Me: I'm 29 and have a BS in Agriculture with Equine Science concentration...I'm so excited to finally have a farm and be putting that degree to some use!! 

I'll start with the questions: 

1.    What state/province/country are you in and what is your climate like?
*Dayton, Ohio...right now it's crazy rainy, storming.  We haven't had a winter.  Generally, very rainy in this part of Ohio, temps range to about 20's in winter (although      
          sometimes lower) to generally a VERY humid 80-90 degrees in summer.  Always rainy or humid here!    *
2.    How many people are in your family? Marital status?
*  Married (four years in March) and have one 2.5 year old daughter named Alayna *
3.    How would you define your farm?
*Seven acre farm.  Most of that acreage is one LARGE pasture.  One barn (that used to be a VERY big garage), soon-to-be chicken and rabbit house.  Large, very old 
          farm house*
4.    What would you do with your spare time if you had any resources you needed?
*Well...what I do now, (minus the babysitting) - stay-at-home mom, playing with my farm animals!  Right now, I am a stay-at-home-mom, but also run a daycare in my 
          home. *
5.    Have you ever built a house, barn , or other types of building? Do you want to?
* No...we built stalls in our barn (well, hubby did).  We're going to be building a coop here in a few weeks...so the answer to the last part is YES, I want to! * 
6.    Can you weld? Steel, aluminum, MiG, TiG, stick, Oxy-Acet? 
*No*
7.    Who or what inspired you to be a farmer/rancher, hobby farmer?
* No one in particular.  I've just always been a country-girl at heart.  I've been obsessed with horses since I was about two.  I have ALWAYS wanted a farm of my own
         farm and now I have one.* 
8     Is it a hobby or an occupation?  
* A bit of both.  I board others' horses here, so that's an occupation.  My own horses are a hobby, and right now, so are my chickens.  I do hope to sell later, though. 
* 
9.    In what areas are you knowledgeable and in what areas would you like to learn more?
*Horses - breeding and nutrition, riding and handling, dogs/cats, small animals, some cattle, fencing cooking/baking, writing...I want to learn more about chickens, 
         rabbits for meat, and goats and cattle. * 
10.  In what types of farming will you never choose to do? 
*Not sure there is something I wouldn't try...*
11.   Are you interested in providing more of your own food supply?
*Yes!  We are planting a large garden this spring, gathering our own eggs, using chickens for meat, and getting meat rabbits as well.  I'd love a cow and calf for  
         milk/meat, too.  We are planning to can preserves, pickles, etc.  This is a huge learning curve for us!* 
12.   Where do you end up when you sink into yourself, away from the outside world?
*The barn with the horses, reading, or writing*
13.   Can you drive a farm tractor or a semi?  
*Tractor - Yes; semi - no way!! *
14.   Do you make crafts or useful items?
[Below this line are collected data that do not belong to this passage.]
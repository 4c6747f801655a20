// src/handlers/auth.rs

use axum::{extract::State, http::StatusCode, response::IntoResponse, Json};

use crate::{
    common::error::ApiError,
    config::AppState,
    middleware::{auth::AuthenticatedUser, extract::ValidJson, i18n::Locale},
    models::auth::{AuthResponse, LoginUserPayload, RegisterUserPayload, UserSummary},
};

// POST /api/user/register
#[utoipa::path(
    post,
    path = "/api/user/register",
    tag = "Auth",
    request_body = RegisterUserPayload,
    responses(
        (status = 201, description = "Usuário criado", body = UserSummary),
        (status = 400, description = "Dados inválidos"),
        (status = 404, description = "Empresa não encontrada"),
        (status = 409, description = "E-mail já cadastrado")
    )
)]
pub async fn register(
    State(app_state): State<AppState>,
    locale: Locale,
    ValidJson(payload): ValidJson<RegisterUserPayload>,
) -> Result<impl IntoResponse, ApiError> {
    let user = app_state
        .auth_service
        .register_user(&payload)
        .await
        .map_err(|e| e.to_api_error(&locale, &app_state.i18n_store))?;

    Ok((StatusCode::CREATED, Json(UserSummary::from(&user))))
}

// POST /api/user/login
#[utoipa::path(
    post,
    path = "/api/user/login",
    tag = "Auth",
    request_body = LoginUserPayload,
    responses(
        (status = 200, description = "Login realizado", body = AuthResponse),
        (status = 401, description = "Senha incorreta"),
        (status = 404, description = "Usuário não encontrado")
    )
)]
pub async fn login(
    State(app_state): State<AppState>,
    locale: Locale,
    ValidJson(payload): ValidJson<LoginUserPayload>,
) -> Result<Json<AuthResponse>, ApiError> {
    let (token, user) = app_state
        .auth_service
        .login_user(&payload.email, &payload.password)
        .await
        .map_err(|e| e.to_api_error(&locale, &app_state.i18n_store))?;

    Ok(Json(AuthResponse { token, user }))
}

// GET /api/user/me
#[utoipa::path(
    get,
    path = "/api/user/me",
    tag = "Users",
    responses(
        (status = 200, description = "Usuário logado", body = UserSummary),
        (status = 401, description = "Token ausente ou inválido")
    ),
    security(("api_jwt" = []))
)]
pub async fn get_me(
    State(app_state): State<AppState>,
    locale: Locale,
    AuthenticatedUser(claims): AuthenticatedUser,
) -> Result<Json<UserSummary>, ApiError> {
    // O token pode ser de um usuário já apagado
    let user = app_state
        .user_service
        .get(claims.user_id)
        .await
        .map_err(|e| e.to_api_error(&locale, &app_state.i18n_store))?;

    Ok(Json(user))
}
Would you want to teach others how to do these?
*Not really.  I used to sew, but no time now. I do crafts with my childcare kids and daughter...but not something someone would want to learn! LOL! *
15.   Can you legally have all forms of livestock where you are at? Do you have any? What kinds?
*Yes, I believe so.  We have horses and chickens.  Eventually, we'll have meat rabbits, and possibly goats or a cow(s)*
16.   Can you operate a lathe? Metal, wood? 
*NO*
17.   Do you like to garden? If so, what do you enjoy growing?
*Yes, but I'm not great at it :/  We have herbs in pots in our home (basil, rosemary, oregano and chives).  We'll have veggies/fruits (hopefully berry bushes) this  
         spring.  I also want to do quite a bit of landscaping with flowers and bushes.  The only other time we've tried a garden was when we lived in GA...in a drought*
18.   Do you fish? Bait or explosives?  
*Yes - bait.* 
29.    Do you like to cook? Are you interested in whole foods and natural foods? raw milk? farm fresh eggs?
*  Love it, as does my hubby.  And I must say, we are QUITE good at it  Interested in farm fresh eggs and natural foods.* 
30.   What was your best animal experience? Worst?
* Best: My first horse, QH mare.  I bought her when I was a sophomore in college.  I remember not wanting to leave the barn that first night, in case she disappeared! 
          Worst: An arab mare who used to rear and flip backwards with me.  It made me a very nervous rider, where I wasn't before . * 
35    What is on your to do list?  
*Chicken coop, adding two more stalls onto the horse barn, planting a garden, and getting our meat bunnies*
37.   In what do you trust?  
*My own, and hubby's, instincts.  I also trust in that everything happens for a reason. * 
38.  Do you make and fix things yourself to save money?  
* Absolutely*
39.  Has the experience with animals changed your attitude or habits? 
*  I'm not sure, honestly.  I've ALWAYS been around animals.  But...a dangerous horse did change my attitude towards riding horses.*


----------



## ChristyMarie82 (Mar 2, 2012)

So, to start, I will introduce you to my "herd" 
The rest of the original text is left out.